Extracted information section start

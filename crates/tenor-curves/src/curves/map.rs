//! Rate-mapped curve implementation.
//!
//! A `CurveMap` applies a function to every zero rate of a base curve, for
//! example a parallel shift or a scale. Derived quantities are recomputed
//! from the mapped rate.
//!
//! The vertex accessors report the base curve's vertices while the map keeps
//! the base conventions. Once the conventions are overridden those vertices
//! are in the wrong units, so the accessors return empty slices.

use std::sync::Arc;

use tenor_core::daycounts::DayCountConvention;
use tenor_core::types::{CompoundingType, Date};

use super::curve::check_calendar;
use crate::error::CurveResult;
use crate::method::CurveMethod;
use crate::traits::IrCurve;

/// A curve whose zero rates are `f(base.zero_rate(m))`.
///
/// # Example
///
/// ```rust
/// use std::sync::Arc;
/// use tenor_core::prelude::*;
/// use tenor_curves::prelude::*;
///
/// let observation = Date::from_ymd(2015, 8, 3).unwrap();
/// let base = Arc::new(
///     Curve::new(
///         "base",
///         DayCountConvention::Actual365,
///         CompoundingType::Simple,
///         CurveMethod::Linear,
///         observation,
///         vec![11, 15, 50, 80],
///         vec![0.10, 0.15, 0.14, 0.17],
///     )
///     .unwrap(),
/// );
///
/// // +50bp parallel shift
/// let shifted = CurveMap::new(|r: f64| r + 0.005, base);
/// let rate = shifted.zero_rate(Date::from_ymd(2015, 8, 25).unwrap()).unwrap();
/// assert!((rate - 0.153).abs() < 1e-12);
/// ```
pub struct CurveMap<F, C: IrCurve + ?Sized> {
    /// Function applied to each zero rate.
    f: F,
    /// The base curve.
    underlying: Arc<C>,
    daycount: DayCountConvention,
    compounding: CompoundingType,
    /// Whether the base vertices are expressed in this map's conventions.
    shares_conventions: bool,
}

impl<F, C: IrCurve + ?Sized> std::fmt::Debug for CurveMap<F, C> {
    fn fmt(&self, f: &mut std::fmt::Formatter<'_>) -> std::fmt::Result {
        f.debug_struct("CurveMap")
            .field("underlying", &self.underlying.name())
            .field("daycount", &self.daycount)
            .field("compounding", &self.compounding)
            .finish_non_exhaustive()
    }
}

impl<F, C> CurveMap<F, C>
where
    F: Fn(f64) -> f64 + Send + Sync,
    C: IrCurve + ?Sized,
{
    /// Maps `underlying`, keeping its day count and compounding.
    #[must_use]
    pub fn new(f: F, underlying: Arc<C>) -> Self {
        let daycount = underlying.daycount().clone();
        let compounding = underlying.compounding();
        Self {
            f,
            underlying,
            daycount,
            compounding,
            shares_conventions: true,
        }
    }

    /// Maps `underlying` and reads the mapped rates with other conventions.
    ///
    /// # Errors
    ///
    /// Returns an error if `daycount` names an unregistered calendar.
    pub fn with_conventions(
        f: F,
        underlying: Arc<C>,
        daycount: DayCountConvention,
        compounding: CompoundingType,
    ) -> CurveResult<Self> {
        check_calendar(&daycount)?;
        let shares_conventions =
            daycount == *underlying.daycount() && compounding == underlying.compounding();
        Ok(Self {
            f,
            underlying,
            daycount,
            compounding,
            shares_conventions,
        })
    }

    /// The base curve.
    #[must_use]
    pub fn underlying(&self) -> &Arc<C> {
        &self.underlying
    }
}

impl<F, C> IrCurve for CurveMap<F, C>
where
    F: Fn(f64) -> f64 + Send + Sync,
    C: IrCurve + ?Sized,
{
    fn name(&self) -> &str {
        self.underlying.name()
    }

    fn daycount(&self) -> &DayCountConvention {
        &self.daycount
    }

    fn compounding(&self) -> CompoundingType {
        self.compounding
    }

    fn method(&self) -> Option<&CurveMethod> {
        self.underlying.method()
    }

    fn observation_date(&self) -> Date {
        self.underlying.observation_date()
    }

    fn dtm(&self) -> &[i64] {
        if self.shares_conventions {
            self.underlying.dtm()
        } else {
            &[]
        }
    }

    fn zero_rates(&self) -> &[f64] {
        if self.shares_conventions {
            self.underlying.zero_rates()
        } else {
            &[]
        }
    }

    fn parameters(&self) -> &[f64] {
        if self.shares_conventions {
            self.underlying.parameters()
        } else {
            &[]
        }
    }

    fn zero_rate(&self, maturity: Date) -> CurveResult<f64> {
        Ok((self.f)(self.underlying.zero_rate(maturity)?))
    }
}

#[cfg(test)]
mod tests {
    use super::*;
    use crate::curves::Curve;
    use crate::error::ErrorKind;
    use approx::assert_relative_eq;

    fn base() -> Arc<Curve> {
        Arc::new(
            Curve::new(
                "base",
                DayCountConvention::Actual365,
                CompoundingType::Simple,
                CurveMethod::Linear,
                Date::from_ymd(2015, 8, 3).unwrap(),
                vec![11, 15, 50, 80],
                vec![0.10, 0.15, 0.14, 0.17],
            )
            .unwrap(),
        )
    }

    #[test]
    fn test_identity_map_matches_base() {
        let base = base();
        let mapped = CurveMap::new(|r: f64| r, base.clone());
        let m = Date::from_ymd(2015, 10, 10).unwrap();
        assert_eq!(mapped.zero_rate(m).unwrap(), base.zero_rate(m).unwrap());
        assert_eq!(mapped.discount_factor(m).unwrap(), base.discount_factor(m).unwrap());
        assert_eq!(mapped.daycount(), base.daycount());
    }

    #[test]
    fn test_scaled_rates_feed_derived_quantities() {
        let mapped = CurveMap::new(|r: f64| 2.0 * r, base());
        let m = Date::from_ymd(2015, 10, 10).unwrap();
        assert_relative_eq!(mapped.zero_rate(m).unwrap(), 0.316, epsilon = 1e-12);
        assert_relative_eq!(
            mapped.effective_rate(m).unwrap(),
            0.316 * 68.0 / 365.0,
            epsilon = 1e-12
        );
    }

    #[test]
    fn test_own_conventions() {
        let mapped = CurveMap::with_conventions(
            |r: f64| r,
            base(),
            DayCountConvention::Actual360,
            CompoundingType::Continuous,
        )
        .unwrap();
        let m = Date::from_ymd(2015, 10, 10).unwrap();
        assert_relative_eq!(
            mapped.effective_rate_factor(m).unwrap(),
            (0.158_f64 * 68.0 / 360.0).exp(),
            epsilon = 1e-12
        );
        assert_eq!(mapped.compounding(), CompoundingType::Continuous);
        assert!(mapped.dtm().is_empty());
        assert!(mapped.zero_rates().is_empty());
    }

    #[test]
    fn test_vertices_shared_with_base_conventions() {
        let base = base();
        let mapped = CurveMap::new(|r: f64| r + 0.01, base.clone());
        assert_eq!(mapped.dtm(), &[11, 15, 50, 80]);
        assert_eq!(mapped.zero_rates(), base.zero_rates());

        let restated = CurveMap::with_conventions(
            |r: f64| r,
            base,
            DayCountConvention::Actual365,
            CompoundingType::Simple,
        )
        .unwrap();
        assert_eq!(restated.dtm(), &[11, 15, 50, 80]);
    }

    #[test]
    fn test_unregistered_calendar_rejected() {
        let err = CurveMap::with_conventions(
            |r: f64| r,
            base(),
            DayCountConvention::bdays252("Atlantis"),
            CompoundingType::Exponential,
        )
        .unwrap_err();
        assert_eq!(err.kind(), ErrorKind::Construction);

        let brazil = CurveMap::with_conventions(
            |r: f64| r,
            base(),
            DayCountConvention::bdays252("Brazil"),
            CompoundingType::Exponential,
        )
        .unwrap();
        assert!(brazil.dtm().is_empty());
    }
}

Extracted information section end

[Your instructions] Reproduce the data exactly, omitting nothing.

[Written reply]
filename crates/tenor-curves/src/curves/map.rs
//! Rate-mapped curve implementation.
//!
//! A `CurveMap` applies a function to every zero rate of a base curve, for
//! example a parallel shift or a scale. Derived quantities are recomputed
//! from the mapped rate.
//!
//! The vertex accessors report the base curve's vertices while the map keeps
//! the base conventions. Once the conventions are overridden those vertices
//! are in the wrong units, so the accessors return empty slices.

use std::sync::Arc;

use tenor_core::daycounts::DayCountConvention;
use tenor_core::types::{CompoundingType, Date};

use super::curve::check_calendar;
use crate::error::CurveResult;
use crate::method::CurveMethod;
use crate::traits::IrCurve;

/// A curve whose zero rates are `f(base.zero_rate(m))`.
///
/// # Example
///
/// ```rust
/// use std::sync::Arc;
/// use tenor_core::prelude::*;
/// use tenor_curves::prelude::*;
///
/// let observation = Date::from_ymd(2015, 8, 3).unwrap();
/// let base = Arc::new(
///     Curve::new(
///         "base",
///         DayCountConvention::Actual365,
///         CompoundingType::Simple,
///         CurveMethod::Linear,
///         observation,
///         vec![11, 15, 50, 80],
///         vec![0.10, 0.15, 0.14, 0.17],
///     )
///     .unwrap(),
/// );
///
/// // +50bp parallel shift
/// let shifted = CurveMap::new(|r: f64| r + 0.005, base);
/// let rate = shifted.zero_rate(Date::from_ymd(2015, 8, 25).unwrap()).unwrap();
/// assert!((rate - 0.153).abs() < 1e-12);
/// ```
pub struct CurveMap<F, C: IrCurve + ?Sized> {
    /// Function applied to each zero rate.
    f: F,
    /// The base curve.
    underlying: Arc<C>,
    daycount: DayCountConvention,
    compounding: CompoundingType,
    /// Whether the base vertices are expressed in this map's conventions.
    shares_conventions: bool,
}

impl<F, C: IrCurve + ?Sized> std::fmt::Debug for CurveMap<F, C> {
    fn fmt(&self, f: &mut std::fmt::Formatter<'_>) -> std::fmt::Result {
        f.debug_struct("CurveMap")
            .field("underlying", &self.underlying.name())
            .field("daycount", &self.daycount)
            .field("compounding", &self.compounding)
            .finish_non_exhaustive()
    }
}

impl<F, C> CurveMap<F, C>
where
    F: Fn(f64) -> f64 + Send + Sync,
    C: IrCurve + ?Sized,
{
    /// Maps `underlying`, keeping its day count and compounding.
    #[must_use]
    pub fn new(f: F, underlying: Arc<C>) -> Self {
        let daycount = underlying.daycount().clone();
        let compounding = underlying.compounding();
        Self {
            f,
            underlying,
            daycount,
            compounding,
            shares_conventions: true,
        }
    }

    /// Maps `underlying` and reads the mapped rates with other conventions.
    ///
    /// # Errors
    ///
    /// Returns an error if `daycount` names an unregistered calendar.
    pub fn with_conventions(
        f: F,
        underlying: Arc<C>,
        daycount: DayCountConvention,
        compounding: CompoundingType,
    ) -> CurveResult<Self> {
        check_calendar(&daycount)?;
        let shares_conventions =
            daycount == *underlying.daycount() && compounding == underlying.compounding();
        Ok(Self {
            f,
            underlying,
            daycount,
            compounding,
            shares_conventions,
        })
    }

    /// The base curve.
    #[must_use]
    pub fn underlying(&self) -> &Arc<C> {
        &self.underlying
    }
}

impl<F, C> IrCurve for CurveMap<F, C>
where
    F: Fn(f64) -> f64 + Send + Sync,
    C: IrCurve + ?Sized,
{
    fn name(&self) -> &str {
        self.underlying.name()
    }

    fn daycount(&self) -> &DayCountConvention {
        &self.daycount
    }

    fn compounding(&self) -> CompoundingType {
        self.compounding
    }

    fn method(&self) -> Option<&CurveMethod> {
        self.underlying.method()
    }

    fn observation_date(&self) -> Date {
        self.underlying.observation_date()
    }

    fn dtm(&self) -> &[i64] {
        if self.shares_conventions {
            self.underlying.dtm()
        } else {
            &[]
        }
    }

    fn zero_rates(&self) -> &[f64] {
        if self.shares_conventions {
            self.underlying.zero_rates()
        } else {
            &[]
        }
    }

    fn parameters(&self) -> &[f64] {
        if self.shares_conventions {
            self.underlying.parameters()
        } else {
            &[]
        }
    }

    fn zero_rate(&self, maturity: Date) -> CurveResult<f64> {
        Ok((self.f)(self.underlying.zero_rate(maturity)?))
    }
}

#[cfg(test)]
mod tests {
    use super::*;
    use crate::curves::Curve;
    use crate::error::ErrorKind;
    use approx::assert_relative_eq;

    fn base() -> Arc<Curve> {
        Arc::new(
            Curve::new(
                "base",
                DayCountConvention::Actual365,
                CompoundingType::Simple,
                CurveMethod::Linear,
                Date::from_ymd(2015, 8, 3).unwrap(),
                vec![11, 15, 50, 80],
                vec![0.10, 0.15, 0.14, 0.17],
            )
            .unwrap(),
        )
    }

    #[test]
    fn test_identity_map_matches_base() {
        let base = base();
        let mapped = CurveMap::new(|r: f64| r, base.clone());
        let m = Date::from_ymd(2015, 10, 10).unwrap();
        assert_eq!(mapped.zero_rate(m).unwrap(), base.zero_rate(m).unwrap());
        assert_eq!(mapped.discount_factor(m).unwrap(), base.discount_factor(m).unwrap());
        assert_eq!(mapped.daycount(), base.daycount());
    }

    #[test]
    fn test_scaled_rates_feed_derived_quantities() {
        let mapped = CurveMap::new(|r: f64| 2.0 * r, base());
        let m = Date::from_ymd(2015, 10, 10).unwrap();
        assert_relative_eq!(mapped.zero_rate(m).unwrap(), 0.316, epsilon = 1e-12);
        assert_relative_eq!(
            mapped.effective_rate(m).unwrap(),
            0.316 * 68.0 / 365.0,
            epsilon = 1e-12
        );
    }

    #[test]
    fn test_own_conventions() {
        let mapped = CurveMap::with_conventions(
            |r: f64| r,
            base(),
            DayCountConvention::Actual360,
            CompoundingType::Continuous,
        )
        .unwrap();
        let m = Date::from_ymd(2015, 10, 10).unwrap();
        assert_relative_eq!(
            mapped.effective_rate_factor(m).unwrap(),
            (0.158_f64 * 68.0 / 360.0).exp(),
            epsilon = 1e-12
        );
        assert_eq!(mapped.compounding(), CompoundingType::Continuous);
        assert!(mapped.dtm().is_empty());
        assert!(mapped.zero_rates().is_empty());
    }

    #[test]
    fn test_vertices_shared_with_base_conventions() {
        let base = base();
        let mapped = CurveMap::new(|r: f64| r + 0.01, base.clone());
        assert_eq!(mapped.dtm(), &[11, 15, 50, 80]);
        assert_eq!(mapped.zero_rates(), base.zero_rates());

        let restated = CurveMap::with_conventions(
            |r: f64| r,
            base,
            DayCountConvention::Actual365,
            CompoundingType::Simple,
        )
        .unwrap();
        assert_eq!(restated.dtm(), &[11, 15, 50, 80]);
    }

    #[test]
    fn test_unregistered_calendar_rejected() {
        let err = CurveMap::with_conventions(
            |r: f64| r,
            base(),
            DayCountConvention::bdays252("Atlantis"),
            CompoundingType::Exponential,
        )
        .unwrap_err();
        assert_eq!(err.kind(), ErrorKind::Construction);

        let brazil = CurveMap::with_conventions(
            |r: f64| r,
            base(),
            DayCountConvention::bdays252("Brazil"),
            CompoundingType::Exponential,
        )
        .unwrap();
        assert!(brazil.dtm().is_empty());
    }
}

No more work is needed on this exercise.